**Prompt**.
Nothing in the records should be left out; transcribe them exactly.

:: Input for this task

//! Account Entity
//!
//! Credentials plus the email-verification state machine:
//!
//! ```text
//! register ──▶ Unverified { token, expires_at, resend_count }
//!                 │  reissue: new token, +1 resend (quota-limited)
//!                 │  verify (before expiry)
//!                 ▼
//!              Verified
//! ```
//!
//! All transitions take `now` explicitly.

use chrono::{DateTime, TimeDelta, Utc};
use platform::quota::{QuotaDecision, QuotaWindow};

use crate::domain::value_object::{
    AccountId, Email, RecoveryKeyHash, UserPassword, Username, VerificationToken,
};

/// Verification timing rules.
#[derive(Debug, Clone, Copy, PartialEq, Eq)]
pub struct VerificationPolicy {
    /// Lifetime of each verification token
    pub token_ttl: TimeDelta,
    /// Resends allowed, and the idle period after which the count restarts
    pub resend: QuotaWindow,
}

impl Default for VerificationPolicy {
    fn default() -> Self {
        Self {
            token_ttl: TimeDelta::minutes(15),
            resend: QuotaWindow::new(3, TimeDelta::hours(24)),
        }
    }
}

#[derive(Debug, Clone, PartialEq, Eq)]
pub enum Verification {
    Unverified {
        token: VerificationToken,
        expires_at: DateTime<Utc>,
        resend_count: u32,
    },
    Verified,
}

/// Rejected verification transition.
#[derive(Debug, Clone, Copy, PartialEq, Eq)]
pub enum VerificationError {
    AlreadyVerified,
    TokenExpired,
    QuotaExceeded,
}

/// Result of a successful resend.
#[derive(Debug, Clone, Copy, PartialEq, Eq)]
pub struct ReissueReceipt {
    pub expires_at: DateTime<Utc>,
    pub resend_count: u32,
    pub remaining_quota: u32,
}

#[derive(Debug, Clone)]
pub struct Account {
    pub id: AccountId,
    pub username: Username,
    pub email: Email,
    pub password: UserPassword,
    pub recovery_key_hash: RecoveryKeyHash,
    pub verification: Verification,
    pub last_verification_sent_at: Option<DateTime<Utc>>,
    pub created_at: DateTime<Utc>,
    pub updated_at: DateTime<Utc>,
}

impl Account {
    /// Fresh unverified account. The first verification email counts as a
    /// send but not as a resend.
    pub fn register(
        username: Username,
        email: Email,
        password: UserPassword,
        recovery_key_hash: RecoveryKeyHash,
        token: VerificationToken,
        policy: &VerificationPolicy,
        now: DateTime<Utc>,
    ) -> Self {
        Self {
            id: AccountId::new(),
            username,
            email,
            password,
            recovery_key_hash,
            verification: Verification::Unverified {
                token,
                expires_at: now + policy.token_ttl,
                resend_count: 0,
            },
            last_verification_sent_at: Some(now),
            created_at: now,
            updated_at: now,
        }
    }

    pub fn is_verified(&self) -> bool {
        matches!(self.verification, Verification::Verified)
    }

    pub fn verification_token(&self) -> Option<&VerificationToken> {
        match &self.verification {
            Verification::Unverified { token, .. } => Some(token),
            Verification::Verified => None,
        }
    }

    /// Consumes the pending token. The token is valid up to and including
    /// its expiry instant.
    pub fn verify(&mut self, now: DateTime<Utc>) -> Result<(), VerificationError> {
        let expires_at = match &self.verification {
            Verification::Verified => return Err(VerificationError::AlreadyVerified),
            Verification::Unverified { expires_at, .. } => *expires_at,
        };
        if now > expires_at {
            return Err(VerificationError::TokenExpired);
        }
        self.verification = Verification::Verified;
        self.updated_at = now;
        Ok(())
    }

    /// Replaces the pending token.
    ///
    /// The resend counter restarts once more than the quota window has
    /// passed since the *current token's expiry*, not since the last send.
    pub fn reissue_verification(
        &mut self,
        token: VerificationToken,
        policy: &VerificationPolicy,
        now: DateTime<Utc>,
    ) -> Result<ReissueReceipt, VerificationError> {
        let Verification::Unverified {
            expires_at,
            resend_count,
            ..
        } = &self.verification
        else {
            return Err(VerificationError::AlreadyVerified);
        };

        let used = policy.resend.replenished(*resend_count, *expires_at, now);
        let QuotaDecision::Granted { used } = policy.resend.try_spend(used) else {
            return Err(VerificationError::QuotaExceeded);
        };

        let expires_at = now + policy.token_ttl;
        self.verification = Verification::Unverified {
            token,
            expires_at,
            resend_count: used,
        };
        self.last_verification_sent_at = Some(now);
        self.updated_at = now;

        Ok(ReissueReceipt {
            expires_at,
            resend_count: used,
            remaining_quota: policy.resend.remaining(used),
        })
    }

    pub fn change_password(&mut self, password: UserPassword, now: DateTime<Utc>) {
        self.password = password;
        self.updated_at = now;
    }

    pub fn rename(&mut self, username: Username, now: DateTime<Utc>) {
        self.username = username;
        self.updated_at = now;
    }

    pub fn change_email(&mut self, email: Email, now: DateTime<Utc>) {
        self.email = email;
        self.updated_at = now;
    }
}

::::

**Solution to the exercise**.
//! Account Entity
//!
//! Credentials plus the email-verification state machine:
//!
//! ```text
//! register ──▶ Unverified { token, expires_at, resend_count }
//!                 │  reissue: new token, +1 resend (quota-limited)
//!                 │  verify (before expiry)
//!                 ▼
//!              Verified
//! ```
//!
//! All transitions take `now` explicitly.

use chrono::{DateTime, TimeDelta, Utc};
use platform::quota::{QuotaDecision, QuotaWindow};

use crate::domain::value_object::{
    AccountId, Email, RecoveryKeyHash, UserPassword, Username, VerificationToken,
};

/// Verification timing rules.
#[derive(Debug, Clone, Copy, PartialEq, Eq)]
pub struct VerificationPolicy {
    /// Lifetime of each verification token
    pub token_ttl: TimeDelta,
    /// Resends allowed, and the idle period after which the count restarts
    pub resend: QuotaWindow,
}

impl Default for VerificationPolicy {
    fn default() -> Self {
        Self {
            token_ttl: TimeDelta::minutes(15),
            resend: QuotaWindow::new(3, TimeDelta::hours(24)),
        }
    }
}

#[derive(Debug, Clone, PartialEq, Eq)]
pub enum Verification {
    Unverified {
        token: VerificationToken,
        expires_at: DateTime<Utc>,
        resend_count: u32,
    },
    Verified,
}

/// Rejected verification transition.
#[derive(Debug, Clone, Copy, PartialEq, Eq)]
pub enum VerificationError {
    AlreadyVerified,
    TokenExpired,
    QuotaExceeded,
}

/// Result of a successful resend.
#[derive(Debug, Clone, Copy, PartialEq, Eq)]
pub struct ReissueReceipt {
    pub expires_at: DateTime<Utc>,
    pub resend_count: u32,
    pub remaining_quota: u32,
}

#[derive(Debug, Clone)]
pub struct Account {
    pub id: AccountId,
    pub username: Username,
    pub email: Email,
    pub password: UserPassword,
    pub recovery_key_hash: RecoveryKeyHash,
    pub verification: Verification,
    pub last_verification_sent_at: Option<DateTime<Utc>>,
    pub created_at: DateTime<Utc>,
    pub updated_at: DateTime<Utc>,
}

impl Account {
    /// Fresh unverified account. The first verification email counts as a
    /// send but not as a resend.
    pub fn register(
        username: Username,
        email: Email,
        password: UserPassword,
        recovery_key_hash: RecoveryKeyHash,
        token: VerificationToken,
        policy: &VerificationPolicy,
        now: DateTime<Utc>,
    ) -> Self {
        Self {
            id: AccountId::new(),
            username,
            email,
            password,
            recovery_key_hash,
            verification: Verification::Unverified {
                token,
                expires_at: now + policy.token_ttl,
                resend_count: 0,
            },
            last_verification_sent_at: Some(now),
            created_at: now,
            updated_at: now,
        }
    }

    pub fn is_verified(&self) -> bool {
        matches!(self.verification, Verification::Verified)
    }

    pub fn verification_token(&self) -> Option<&VerificationToken> {
        match &self.verification {
            Verification::Unverified { token, .. } => Some(token),
            Verification::Verified => None,
        }
    }

    /// Consumes the pending token. The token is valid up to and including
    /// its expiry instant.
    pub fn verify(&mut self, now: DateTime<Utc>) -> Result<(), VerificationError> {
        let expires_at = match &self.verification {
            Verification::Verified => return Err(VerificationError::AlreadyVerified),
            Verification::Unverified { expires_at, .. } => *expires_at,
        };
        if now > expires_at {
            return Err(VerificationError::TokenExpired);
        }
        self.verification = Verification::Verified;
        self.updated_at = now;
        Ok(())
    }

    /// Replaces the pending token.
    ///
    /// The resend counter restarts once more than the quota window has
    /// passed since the *current token's expiry*, not since the last send.
    pub fn reissue_verification(
        &mut self,
        token: VerificationToken,
        policy: &VerificationPolicy,
        now: DateTime<Utc>,
    ) -> Result<ReissueReceipt, VerificationError> {
        let Verification::Unverified {
            expires_at,
            resend_count,
            ..
        } = &self.verification
        else {
            return Err(VerificationError::AlreadyVerified);
        };

        let used = policy.resend.replenished(*resend_count, *expires_at, now);
        let QuotaDecision::Granted { used } = policy.resend.try_spend(used) else {
            return Err(VerificationError::QuotaExceeded);
        };

        let expires_at = now + policy.token_ttl;
        self.verification = Verification::Unverified {
            token,
            expires_at,
            resend_count: used,
        };
        self.last_verification_sent_at = Some(now);
        self.updated_at = now;

        Ok(ReissueReceipt {
            expires_at,
            resend_count: used,
            remaining_quota: policy.resend.remaining(used),
        })
    }

    pub fn change_password(&mut self, password: UserPassword, now: DateTime<Utc>) {
        self.password = password;
        self.updated_at = now;
    }

    pub fn rename(&mut self, username: Username, now: DateTime<Utc>) {
        self.username = username;
        self.updated_at = now;
    }

    pub fn change_email(&mut self, email: Email, now: DateTime<Utc>) {
        self.email = email;
        self.updated_at = now;
    }
}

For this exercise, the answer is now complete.